◆ **Directions for this task**: State only how many lines of the records contain the string "copy".

[Stored data entries]
·····
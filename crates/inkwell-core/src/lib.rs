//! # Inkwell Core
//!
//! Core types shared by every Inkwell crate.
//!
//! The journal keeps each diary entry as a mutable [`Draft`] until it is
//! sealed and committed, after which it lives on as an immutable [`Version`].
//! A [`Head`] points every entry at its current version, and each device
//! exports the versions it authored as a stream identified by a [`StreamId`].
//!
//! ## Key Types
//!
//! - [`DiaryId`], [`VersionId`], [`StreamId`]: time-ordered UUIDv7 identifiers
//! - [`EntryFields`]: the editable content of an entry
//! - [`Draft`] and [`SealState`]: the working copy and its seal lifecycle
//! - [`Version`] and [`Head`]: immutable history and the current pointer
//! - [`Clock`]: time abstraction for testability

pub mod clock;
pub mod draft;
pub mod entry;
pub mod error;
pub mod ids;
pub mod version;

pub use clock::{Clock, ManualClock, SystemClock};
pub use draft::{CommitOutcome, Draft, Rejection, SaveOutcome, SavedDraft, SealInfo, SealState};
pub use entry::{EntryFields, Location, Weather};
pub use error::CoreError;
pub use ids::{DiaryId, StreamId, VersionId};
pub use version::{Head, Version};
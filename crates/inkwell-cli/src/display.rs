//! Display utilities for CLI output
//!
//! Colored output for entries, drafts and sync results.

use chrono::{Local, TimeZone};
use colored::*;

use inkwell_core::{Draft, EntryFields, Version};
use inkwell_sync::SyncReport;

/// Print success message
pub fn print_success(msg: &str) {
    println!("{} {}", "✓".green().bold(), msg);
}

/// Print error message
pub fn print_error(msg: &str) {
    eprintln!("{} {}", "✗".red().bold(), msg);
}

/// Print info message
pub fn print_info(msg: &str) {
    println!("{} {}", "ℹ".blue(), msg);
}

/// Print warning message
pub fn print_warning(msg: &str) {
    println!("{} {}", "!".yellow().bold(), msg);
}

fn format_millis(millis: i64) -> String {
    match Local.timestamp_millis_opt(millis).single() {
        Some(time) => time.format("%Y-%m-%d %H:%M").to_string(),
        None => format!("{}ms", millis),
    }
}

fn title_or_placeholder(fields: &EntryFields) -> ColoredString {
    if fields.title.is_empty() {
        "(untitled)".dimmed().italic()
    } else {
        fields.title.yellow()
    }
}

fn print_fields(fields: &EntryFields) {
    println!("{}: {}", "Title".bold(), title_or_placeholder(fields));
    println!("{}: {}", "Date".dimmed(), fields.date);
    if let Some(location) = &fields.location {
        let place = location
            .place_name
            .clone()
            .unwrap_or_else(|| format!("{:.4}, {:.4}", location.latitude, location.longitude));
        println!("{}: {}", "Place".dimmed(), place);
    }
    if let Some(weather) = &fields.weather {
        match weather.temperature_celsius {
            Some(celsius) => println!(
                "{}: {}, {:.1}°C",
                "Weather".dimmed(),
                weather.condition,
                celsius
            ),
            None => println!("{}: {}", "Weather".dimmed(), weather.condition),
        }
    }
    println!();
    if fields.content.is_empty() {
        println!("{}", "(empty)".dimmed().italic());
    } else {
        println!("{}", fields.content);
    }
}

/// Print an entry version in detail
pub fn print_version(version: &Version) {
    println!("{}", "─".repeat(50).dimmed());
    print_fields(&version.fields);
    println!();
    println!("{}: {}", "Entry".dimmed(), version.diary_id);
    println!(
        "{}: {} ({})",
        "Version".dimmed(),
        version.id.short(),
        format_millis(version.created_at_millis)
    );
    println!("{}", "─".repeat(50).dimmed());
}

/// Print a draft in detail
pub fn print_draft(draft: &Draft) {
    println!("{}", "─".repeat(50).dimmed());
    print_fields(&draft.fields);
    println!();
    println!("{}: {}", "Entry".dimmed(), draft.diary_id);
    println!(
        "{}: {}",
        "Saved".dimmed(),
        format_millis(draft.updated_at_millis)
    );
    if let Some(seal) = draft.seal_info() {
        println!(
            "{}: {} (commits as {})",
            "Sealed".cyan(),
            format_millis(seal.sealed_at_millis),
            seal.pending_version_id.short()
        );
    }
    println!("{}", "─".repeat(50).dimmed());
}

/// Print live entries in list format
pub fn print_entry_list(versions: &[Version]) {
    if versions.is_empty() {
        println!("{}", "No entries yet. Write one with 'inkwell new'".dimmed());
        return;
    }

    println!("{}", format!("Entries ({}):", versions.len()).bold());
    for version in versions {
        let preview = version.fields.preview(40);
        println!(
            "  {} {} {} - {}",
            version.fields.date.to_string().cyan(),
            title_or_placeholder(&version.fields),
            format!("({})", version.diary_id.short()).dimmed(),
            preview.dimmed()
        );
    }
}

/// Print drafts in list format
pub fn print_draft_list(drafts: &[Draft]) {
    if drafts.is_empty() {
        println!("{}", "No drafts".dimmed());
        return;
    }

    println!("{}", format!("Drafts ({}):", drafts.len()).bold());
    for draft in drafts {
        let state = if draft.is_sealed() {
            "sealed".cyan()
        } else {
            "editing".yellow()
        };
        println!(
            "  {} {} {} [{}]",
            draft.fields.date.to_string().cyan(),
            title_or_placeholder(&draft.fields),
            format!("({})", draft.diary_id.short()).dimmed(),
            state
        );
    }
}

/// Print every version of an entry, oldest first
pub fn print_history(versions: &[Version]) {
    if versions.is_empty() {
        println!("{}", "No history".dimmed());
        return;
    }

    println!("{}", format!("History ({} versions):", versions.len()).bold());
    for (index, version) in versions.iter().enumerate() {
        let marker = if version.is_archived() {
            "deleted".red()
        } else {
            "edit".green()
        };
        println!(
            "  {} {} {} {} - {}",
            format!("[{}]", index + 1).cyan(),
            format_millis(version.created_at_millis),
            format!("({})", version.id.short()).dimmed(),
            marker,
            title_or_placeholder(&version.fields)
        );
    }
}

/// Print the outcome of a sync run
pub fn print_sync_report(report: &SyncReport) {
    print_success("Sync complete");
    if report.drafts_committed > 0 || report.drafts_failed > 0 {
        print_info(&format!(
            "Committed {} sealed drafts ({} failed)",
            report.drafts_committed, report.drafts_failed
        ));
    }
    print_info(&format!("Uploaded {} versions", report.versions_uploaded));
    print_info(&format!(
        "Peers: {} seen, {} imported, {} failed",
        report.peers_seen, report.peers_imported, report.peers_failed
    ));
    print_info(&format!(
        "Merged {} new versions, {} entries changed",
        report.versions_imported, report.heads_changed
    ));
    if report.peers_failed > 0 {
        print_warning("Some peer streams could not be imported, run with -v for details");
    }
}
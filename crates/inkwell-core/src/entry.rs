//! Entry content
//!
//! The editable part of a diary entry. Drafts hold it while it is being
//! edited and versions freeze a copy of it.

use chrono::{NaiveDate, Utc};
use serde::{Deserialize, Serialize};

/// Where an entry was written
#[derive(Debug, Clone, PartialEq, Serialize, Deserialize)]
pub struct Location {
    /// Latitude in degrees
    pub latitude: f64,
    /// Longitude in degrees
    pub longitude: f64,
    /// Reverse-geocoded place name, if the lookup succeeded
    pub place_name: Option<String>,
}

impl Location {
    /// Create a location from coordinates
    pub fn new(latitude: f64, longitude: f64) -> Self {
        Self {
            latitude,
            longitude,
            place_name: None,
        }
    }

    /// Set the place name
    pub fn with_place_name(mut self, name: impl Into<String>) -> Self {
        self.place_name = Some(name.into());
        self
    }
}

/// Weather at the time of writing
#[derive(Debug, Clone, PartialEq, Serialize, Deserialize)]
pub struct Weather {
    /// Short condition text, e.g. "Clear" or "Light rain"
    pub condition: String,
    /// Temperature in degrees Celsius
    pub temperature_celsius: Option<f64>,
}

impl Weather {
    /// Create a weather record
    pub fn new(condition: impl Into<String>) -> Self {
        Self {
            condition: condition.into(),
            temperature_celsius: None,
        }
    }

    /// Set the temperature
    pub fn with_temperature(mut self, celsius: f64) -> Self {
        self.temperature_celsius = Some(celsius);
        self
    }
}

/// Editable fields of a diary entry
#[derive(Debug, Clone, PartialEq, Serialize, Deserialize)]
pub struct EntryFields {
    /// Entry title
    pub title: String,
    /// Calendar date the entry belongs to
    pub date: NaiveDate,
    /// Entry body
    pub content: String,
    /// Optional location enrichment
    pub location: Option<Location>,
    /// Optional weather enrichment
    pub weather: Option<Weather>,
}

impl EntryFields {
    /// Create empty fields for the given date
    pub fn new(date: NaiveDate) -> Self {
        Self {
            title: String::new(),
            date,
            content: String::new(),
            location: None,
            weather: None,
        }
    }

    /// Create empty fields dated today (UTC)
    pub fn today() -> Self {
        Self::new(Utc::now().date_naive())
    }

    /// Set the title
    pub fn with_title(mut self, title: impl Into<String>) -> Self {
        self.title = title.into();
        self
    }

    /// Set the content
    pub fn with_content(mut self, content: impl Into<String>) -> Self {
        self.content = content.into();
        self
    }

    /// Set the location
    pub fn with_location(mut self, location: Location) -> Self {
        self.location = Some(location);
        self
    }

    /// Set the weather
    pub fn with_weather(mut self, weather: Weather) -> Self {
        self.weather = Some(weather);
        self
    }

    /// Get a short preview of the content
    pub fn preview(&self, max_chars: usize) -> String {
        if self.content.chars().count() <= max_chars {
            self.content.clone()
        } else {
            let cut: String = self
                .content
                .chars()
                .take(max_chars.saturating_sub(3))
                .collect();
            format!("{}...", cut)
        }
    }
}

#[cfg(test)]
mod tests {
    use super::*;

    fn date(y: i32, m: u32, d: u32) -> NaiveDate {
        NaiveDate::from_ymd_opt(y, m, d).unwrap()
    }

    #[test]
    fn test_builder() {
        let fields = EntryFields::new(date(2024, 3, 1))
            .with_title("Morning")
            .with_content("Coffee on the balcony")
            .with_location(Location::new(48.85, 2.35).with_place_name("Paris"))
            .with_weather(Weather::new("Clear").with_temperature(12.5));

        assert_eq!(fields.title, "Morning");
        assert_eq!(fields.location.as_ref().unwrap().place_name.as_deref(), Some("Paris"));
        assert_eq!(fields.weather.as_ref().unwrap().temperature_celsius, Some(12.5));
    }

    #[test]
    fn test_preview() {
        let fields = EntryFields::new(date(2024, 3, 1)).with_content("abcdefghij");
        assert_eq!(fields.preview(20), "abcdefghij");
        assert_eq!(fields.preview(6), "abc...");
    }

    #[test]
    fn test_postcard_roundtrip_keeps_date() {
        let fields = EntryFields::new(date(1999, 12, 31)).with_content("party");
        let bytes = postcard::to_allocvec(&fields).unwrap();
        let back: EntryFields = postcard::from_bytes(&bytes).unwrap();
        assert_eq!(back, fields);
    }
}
·····
◆ **Output for this exercise**: 2